Exercise instructions
Only the lines of the data holding the string "await" need to be returned.

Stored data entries
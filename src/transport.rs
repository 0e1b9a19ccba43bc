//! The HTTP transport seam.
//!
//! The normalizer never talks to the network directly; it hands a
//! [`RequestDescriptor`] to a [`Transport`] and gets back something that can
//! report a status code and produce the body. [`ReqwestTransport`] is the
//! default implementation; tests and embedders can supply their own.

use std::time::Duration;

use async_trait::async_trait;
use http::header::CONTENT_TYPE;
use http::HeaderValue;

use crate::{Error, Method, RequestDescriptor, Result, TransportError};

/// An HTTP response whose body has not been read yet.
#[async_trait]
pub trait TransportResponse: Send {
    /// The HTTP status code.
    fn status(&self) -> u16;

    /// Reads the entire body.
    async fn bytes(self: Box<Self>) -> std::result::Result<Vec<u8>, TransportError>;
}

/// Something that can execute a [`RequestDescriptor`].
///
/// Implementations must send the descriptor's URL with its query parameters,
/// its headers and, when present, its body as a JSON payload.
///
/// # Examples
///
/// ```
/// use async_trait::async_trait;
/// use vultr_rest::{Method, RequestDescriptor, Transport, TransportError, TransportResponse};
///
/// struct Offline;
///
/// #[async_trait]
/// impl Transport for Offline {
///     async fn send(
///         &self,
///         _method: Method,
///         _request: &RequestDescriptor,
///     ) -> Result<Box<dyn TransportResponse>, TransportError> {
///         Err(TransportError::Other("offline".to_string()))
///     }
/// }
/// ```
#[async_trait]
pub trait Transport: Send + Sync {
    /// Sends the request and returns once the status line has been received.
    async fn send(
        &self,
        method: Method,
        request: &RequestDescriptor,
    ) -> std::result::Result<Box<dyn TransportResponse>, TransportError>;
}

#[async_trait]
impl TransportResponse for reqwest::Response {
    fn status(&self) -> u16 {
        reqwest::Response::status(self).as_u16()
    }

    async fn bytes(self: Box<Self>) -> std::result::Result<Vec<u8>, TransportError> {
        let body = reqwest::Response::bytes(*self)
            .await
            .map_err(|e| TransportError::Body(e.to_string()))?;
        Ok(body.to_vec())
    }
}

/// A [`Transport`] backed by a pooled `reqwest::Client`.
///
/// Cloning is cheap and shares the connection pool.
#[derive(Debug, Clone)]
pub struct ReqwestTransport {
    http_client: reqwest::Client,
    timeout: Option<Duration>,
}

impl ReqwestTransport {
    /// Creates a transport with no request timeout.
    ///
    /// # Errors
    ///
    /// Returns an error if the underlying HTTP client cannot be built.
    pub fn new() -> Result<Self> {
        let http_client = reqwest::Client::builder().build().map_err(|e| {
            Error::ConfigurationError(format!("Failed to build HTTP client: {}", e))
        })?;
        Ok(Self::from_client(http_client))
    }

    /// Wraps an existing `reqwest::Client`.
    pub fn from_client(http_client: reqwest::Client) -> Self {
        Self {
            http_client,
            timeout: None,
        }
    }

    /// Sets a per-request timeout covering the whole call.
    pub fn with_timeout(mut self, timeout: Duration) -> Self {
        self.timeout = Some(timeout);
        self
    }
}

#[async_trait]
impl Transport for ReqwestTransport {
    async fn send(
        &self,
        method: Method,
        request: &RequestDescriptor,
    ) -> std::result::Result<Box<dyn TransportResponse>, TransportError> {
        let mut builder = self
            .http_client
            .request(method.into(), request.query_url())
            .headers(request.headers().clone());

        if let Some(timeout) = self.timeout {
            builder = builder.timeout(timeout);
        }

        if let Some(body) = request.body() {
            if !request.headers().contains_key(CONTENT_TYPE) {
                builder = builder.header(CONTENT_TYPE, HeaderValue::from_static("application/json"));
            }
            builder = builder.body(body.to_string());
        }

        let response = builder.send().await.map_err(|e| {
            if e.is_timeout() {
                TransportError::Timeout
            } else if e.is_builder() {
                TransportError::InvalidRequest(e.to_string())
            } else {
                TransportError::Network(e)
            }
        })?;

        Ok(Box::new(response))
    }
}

* * *

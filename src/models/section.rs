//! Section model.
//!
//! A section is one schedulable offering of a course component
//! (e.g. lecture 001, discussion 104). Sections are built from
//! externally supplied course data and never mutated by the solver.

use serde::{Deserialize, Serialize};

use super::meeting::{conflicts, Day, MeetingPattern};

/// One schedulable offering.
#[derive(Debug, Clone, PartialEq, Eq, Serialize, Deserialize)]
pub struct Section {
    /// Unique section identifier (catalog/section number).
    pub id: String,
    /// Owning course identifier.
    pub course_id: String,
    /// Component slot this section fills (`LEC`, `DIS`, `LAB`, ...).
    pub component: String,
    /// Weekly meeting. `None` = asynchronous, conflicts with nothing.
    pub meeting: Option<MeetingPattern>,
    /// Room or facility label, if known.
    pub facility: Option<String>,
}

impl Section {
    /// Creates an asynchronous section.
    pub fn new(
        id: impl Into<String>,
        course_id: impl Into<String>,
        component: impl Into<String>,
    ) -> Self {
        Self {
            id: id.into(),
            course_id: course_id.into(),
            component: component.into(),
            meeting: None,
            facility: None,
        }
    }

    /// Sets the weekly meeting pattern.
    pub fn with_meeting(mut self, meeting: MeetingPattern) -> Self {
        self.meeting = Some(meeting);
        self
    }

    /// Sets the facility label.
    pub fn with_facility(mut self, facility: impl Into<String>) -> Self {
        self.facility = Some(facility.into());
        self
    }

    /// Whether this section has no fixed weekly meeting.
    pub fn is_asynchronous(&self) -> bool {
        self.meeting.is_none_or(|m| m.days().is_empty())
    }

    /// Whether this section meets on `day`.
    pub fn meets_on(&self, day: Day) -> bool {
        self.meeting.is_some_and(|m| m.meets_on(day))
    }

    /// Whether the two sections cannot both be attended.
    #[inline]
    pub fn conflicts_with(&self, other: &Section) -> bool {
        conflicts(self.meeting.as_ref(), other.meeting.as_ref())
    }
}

Exercise response
            .await
        let response = builder.send().await.map_err(|e| {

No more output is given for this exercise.